INSTRUCTIONS TO FOLLOW: Where the string "Enters" occurs in a line of the data below, that line should be copied.

TASK MATERIAL:
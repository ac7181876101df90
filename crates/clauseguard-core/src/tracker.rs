//! Operation tracking.
//!
//! `OperationTracker` keeps one exclusive region per term id and one per
//! session-level operation kind. Entering a region hands out an
//! [`OperationGuard`]; the region is released when the guard is dropped, on
//! every exit path.
//!
//! # Regions
//!
//! - Term regions: ask-question, review, confirm and expert feedback share a
//!   single region per term. A second operation on the same term is rejected.
//! - Session regions: upload and rehydrate use last-request-wins (a newer
//!   attempt takes the region over). Both document generations share one
//!   region; a second generation of either kind is rejected while one is in
//!   flight.

use serde::{Deserialize, Serialize};
use std::collections::{BTreeMap, HashMap};
use std::fmt;
use std::sync::{Arc, Mutex, MutexGuard, PoisonError};

use crate::error::{ClauseError, Result};

/// Operations guarded by a per-term region.
#[derive(Debug, Clone, Copy, PartialEq, Eq, Hash, Serialize, Deserialize)]
#[serde(rename_all = "snake_case")]
pub enum TermOperation {
    AskQuestion,
    ReviewModification,
    ConfirmModification,
    ExpertFeedback,
}

/// Operations guarded by a session-level region.
#[derive(Debug, Clone, Copy, PartialEq, Eq, Hash, Serialize, Deserialize)]
#[serde(rename_all = "snake_case")]
pub enum SessionOperation {
    UploadAndAnalyze,
    Rehydrate,
    GenerateModifiedContract,
    GenerateMarkedContract,
}

impl SessionOperation {
    /// Whether a new attempt takes over the region instead of being rejected.
    pub fn supersedes_previous(self) -> bool {
        matches!(self, Self::UploadAndAnalyze | Self::Rehydrate)
    }
}

impl fmt::Display for TermOperation {
    fn fmt(&self, f: &mut fmt::Formatter<'_>) -> fmt::Result {
        let name = match self {
            Self::AskQuestion => "ask_question",
            Self::ReviewModification => "review_modification",
            Self::ConfirmModification => "confirm_modification",
            Self::ExpertFeedback => "expert_feedback",
        };
        f.write_str(name)
    }
}

impl fmt::Display for SessionOperation {
    fn fmt(&self, f: &mut fmt::Formatter<'_>) -> fmt::Result {
        let name = match self {
            Self::UploadAndAnalyze => "upload_and_analyze",
            Self::Rehydrate => "rehydrate",
            Self::GenerateModifiedContract => "generate_modified_contract",
            Self::GenerateMarkedContract => "generate_marked_contract",
        };
        f.write_str(name)
    }
}

/// Snapshot of every in-flight flag, for loading indicators.
#[derive(Debug, Clone, PartialEq, Eq, Serialize, Deserialize, Default)]
#[serde(rename_all = "camelCase")]
pub struct TrackerFlags {
    pub is_uploading: bool,
    pub is_rehydrating: bool,
    pub is_generating_modified: bool,
    pub is_generating_marked: bool,
    /// Term id -> operation currently running on it
    pub term_operations: BTreeMap<String, TermOperation>,
}

impl TrackerFlags {
    /// Returns true if no flag is raised.
    pub fn is_idle(&self) -> bool {
        !self.is_uploading
            && !self.is_rehydrating
            && !self.is_generating_modified
            && !self.is_generating_marked
            && self.term_operations.is_empty()
    }
}

#[derive(Debug, Clone, PartialEq, Eq)]
enum GuardKey {
    Term(String),
    Session(SessionOperation),
}

#[derive(Debug, Default)]
struct TrackerState {
    next_ticket: u64,
    terms: HashMap<String, (TermOperation, u64)>,
    session: HashMap<SessionOperation, u64>,
}

impl TrackerState {
    fn issue_ticket(&mut self) -> u64 {
        self.next_ticket += 1;
        self.next_ticket
    }

    fn holds(&self, key: &GuardKey, ticket: u64) -> bool {
        match key {
            GuardKey::Term(term_id) => self.terms.get(term_id).is_some_and(|(_, t)| *t == ticket),
            GuardKey::Session(op) => self.session.get(op) == Some(&ticket),
        }
    }
}

fn lock(state: &Mutex<TrackerState>) -> MutexGuard<'_, TrackerState> {
    state.lock().unwrap_or_else(PoisonError::into_inner)
}

/// Per-entity concurrency guards and in-flight flags.
///
/// Cloning yields a handle to the same tracker.
#[derive(Debug, Clone, Default)]
pub struct OperationTracker {
    state: Arc<Mutex<TrackerState>>,
}

impl OperationTracker {
    pub fn new() -> Self {
        Self::default()
    }

    /// Enters the exclusive region of `term_id`.
    ///
    /// # Errors
    ///
    /// Returns `ConcurrentOperation` if any operation already holds the term.
    pub fn begin_term(&self, term_id: &str, operation: TermOperation) -> Result<OperationGuard> {
        let mut state = lock(&self.state);
        if let Some((running, _)) = state.terms.get(term_id) {
            tracing::debug!(
                "[OperationTracker] Rejecting {} on term {}: {} in flight",
                operation,
                term_id,
                running
            );
            return Err(ClauseError::concurrent(
                format!("term '{term_id}'"),
                operation.to_string(),
            ));
        }

        let ticket = state.issue_ticket();
        state.terms.insert(term_id.to_string(), (operation, ticket));
        Ok(OperationGuard {
            state: Arc::clone(&self.state),
            key: GuardKey::Term(term_id.to_string()),
            ticket,
        })
    }

    /// Enters a session-level region.
    ///
    /// For upload and rehydrate a running attempt is superseded: its guard
    /// stays alive but no longer owns the flag.
    ///
    /// # Errors
    ///
    /// Returns `ConcurrentOperation` if any document generation is in flight.
    pub fn begin_session(&self, operation: SessionOperation) -> Result<OperationGuard> {
        let mut state = lock(&self.state);
        if operation.supersedes_previous() {
            if state.session.contains_key(&operation) {
                tracing::debug!(
                    "[OperationTracker] {} superseding previous attempt",
                    operation
                );
            }
        } else if let Some(running) = state
            .session
            .keys()
            .find(|op| !op.supersedes_previous())
        {
            tracing::debug!(
                "[OperationTracker] Rejecting {}: {} in flight",
                operation,
                running
            );
            return Err(ClauseError::concurrent("session", operation.to_string()));
        }

        let ticket = state.issue_ticket();
        state.session.insert(operation, ticket);
        Ok(OperationGuard {
            state: Arc::clone(&self.state),
            key: GuardKey::Session(operation),
            ticket,
        })
    }

    /// Returns true if any operation holds `term_id`.
    pub fn is_term_busy(&self, term_id: &str) -> bool {
        lock(&self.state).terms.contains_key(term_id)
    }

    /// Returns the operation holding `term_id`, if any.
    pub fn term_operation(&self, term_id: &str) -> Option<TermOperation> {
        lock(&self.state).terms.get(term_id).map(|(op, _)| *op)
    }

    /// Returns true if `operation` is in flight.
    pub fn is_session_busy(&self, operation: SessionOperation) -> bool {
        lock(&self.state).session.contains_key(&operation)
    }

    pub fn flags(&self) -> TrackerFlags {
        let state = lock(&self.state);
        TrackerFlags {
            is_uploading: state.session.contains_key(&SessionOperation::UploadAndAnalyze),
            is_rehydrating: state.session.contains_key(&SessionOperation::Rehydrate),
            is_generating_modified: state
                .session
                .contains_key(&SessionOperation::GenerateModifiedContract),
            is_generating_marked: state
                .session
                .contains_key(&SessionOperation::GenerateMarkedContract),
            term_operations: state
                .terms
                .iter()
                .map(|(id, (op, _))| (id.clone(), *op))
                .collect(),
        }
    }

    /// Drops every flag. Guards still alive become stale and release nothing.
    pub fn reset(&self) {
        let mut state = lock(&self.state);
        state.terms.clear();
        state.session.clear();
    }
}

/// Proof of holding a tracker region. Releases the region on drop.
#[derive(Debug)]
#[must_use = "the region is released as soon as the guard is dropped"]
pub struct OperationGuard {
    state: Arc<Mutex<TrackerState>>,
    key: GuardKey,
    ticket: u64,
}

impl OperationGuard {
    /// Returns false once the region was superseded or reset.
    pub fn is_current(&self) -> bool {
        lock(&self.state).holds(&self.key, self.ticket)
    }
}

impl Drop for OperationGuard {
    fn drop(&mut self) {
        let mut state = lock(&self.state);
        if !state.holds(&self.key, self.ticket) {
            return;
        }
        match &self.key {
            GuardKey::Term(term_id) => {
                state.terms.remove(term_id);
            }
            GuardKey::Session(op) => {
                state.session.remove(op);
            }
        }
    }
}

#[cfg(test)]
mod tests {
    use super::*;

    #[test]
    fn test_same_term_is_exclusive() {
        let tracker = OperationTracker::new();
        let _review = tracker
            .begin_term("t1", TermOperation::ReviewModification)
            .unwrap();

        let err = tracker
            .begin_term("t1", TermOperation::ConfirmModification)
            .unwrap_err();
        assert!(err.is_concurrent());
        assert_eq!(
            tracker.term_operation("t1"),
            Some(TermOperation::ReviewModification)
        );
    }

    #[test]
    fn test_different_terms_run_in_parallel() {
        let tracker = OperationTracker::new();
        let _a = tracker.begin_term("t1", TermOperation::AskQuestion).unwrap();
        let _b = tracker
            .begin_term("t2", TermOperation::ConfirmModification)
            .unwrap();
        assert!(tracker.is_term_busy("t1"));
        assert!(tracker.is_term_busy("t2"));
    }

    #[test]
    fn test_drop_releases_term() {
        let tracker = OperationTracker::new();
        {
            let _guard = tracker.begin_term("t1", TermOperation::AskQuestion).unwrap();
            assert!(tracker.is_term_busy("t1"));
        }
        assert!(!tracker.is_term_busy("t1"));
        assert!(tracker.begin_term("t1", TermOperation::AskQuestion).is_ok());
    }

    #[test]
    fn test_upload_last_request_wins() {
        let tracker = OperationTracker::new();
        let first = tracker
            .begin_session(SessionOperation::UploadAndAnalyze)
            .unwrap();
        let second = tracker
            .begin_session(SessionOperation::UploadAndAnalyze)
            .unwrap();

        assert!(!first.is_current());
        assert!(second.is_current());

        // The stale guard must not clear the newer attempt's flag.
        drop(first);
        assert!(tracker.flags().is_uploading);

        drop(second);
        assert!(!tracker.flags().is_uploading);
    }

    #[test]
    fn test_generations_share_one_region() {
        let tracker = OperationTracker::new();
        let guard = tracker
            .begin_session(SessionOperation::GenerateMarkedContract)
            .unwrap();
        assert!(
            tracker
                .begin_session(SessionOperation::GenerateMarkedContract)
                .unwrap_err()
                .is_concurrent()
        );
        assert!(
            tracker
                .begin_session(SessionOperation::GenerateModifiedContract)
                .unwrap_err()
                .is_concurrent()
        );
        let flags = tracker.flags();
        assert!(flags.is_generating_marked);
        assert!(!flags.is_generating_modified);

        drop(guard);
        assert!(
            tracker
                .begin_session(SessionOperation::GenerateModifiedContract)
                .is_ok()
        );
    }

    #[test]
    fn test_generation_does_not_block_upload() {
        let tracker = OperationTracker::new();
        let _generation = tracker
            .begin_session(SessionOperation::GenerateModifiedContract)
            .unwrap();
        assert!(
            tracker
                .begin_session(SessionOperation::UploadAndAnalyze)
                .is_ok()
        );
    }

    #[test]
    fn test_reset_clears_flags_and_invalidates_guards() {
        let tracker = OperationTracker::new();
        let term_guard = tracker.begin_term("t1", TermOperation::AskQuestion).unwrap();
        let upload = tracker
            .begin_session(SessionOperation::UploadAndAnalyze)
            .unwrap();

        tracker.reset();
        assert!(tracker.flags().is_idle());
        assert!(!term_guard.is_current());
        assert!(!upload.is_current());

        let fresh = tracker.begin_term("t1", TermOperation::AskQuestion).unwrap();
        drop(term_guard);
        assert!(tracker.is_term_busy("t1"));
        drop(fresh);
        drop(upload);
        assert!(tracker.flags().is_idle());
    }

    #[test]
    fn test_flags_snapshot() {
        let tracker = OperationTracker::new();
        let _r = tracker.begin_session(SessionOperation::Rehydrate).unwrap();
        let _t = tracker
            .begin_term("t9", TermOperation::ExpertFeedback)
            .unwrap();

        let flags = tracker.flags();
        assert!(flags.is_rehydrating);
        assert!(!flags.is_uploading);
        assert_eq!(
            flags.term_operations.get("t9"),
            Some(&TermOperation::ExpertFeedback)
        );
    }
}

WRITTEN SOLUTION:
    /// Enters the exclusive region of `term_id`.
    /// Enters a session-level region.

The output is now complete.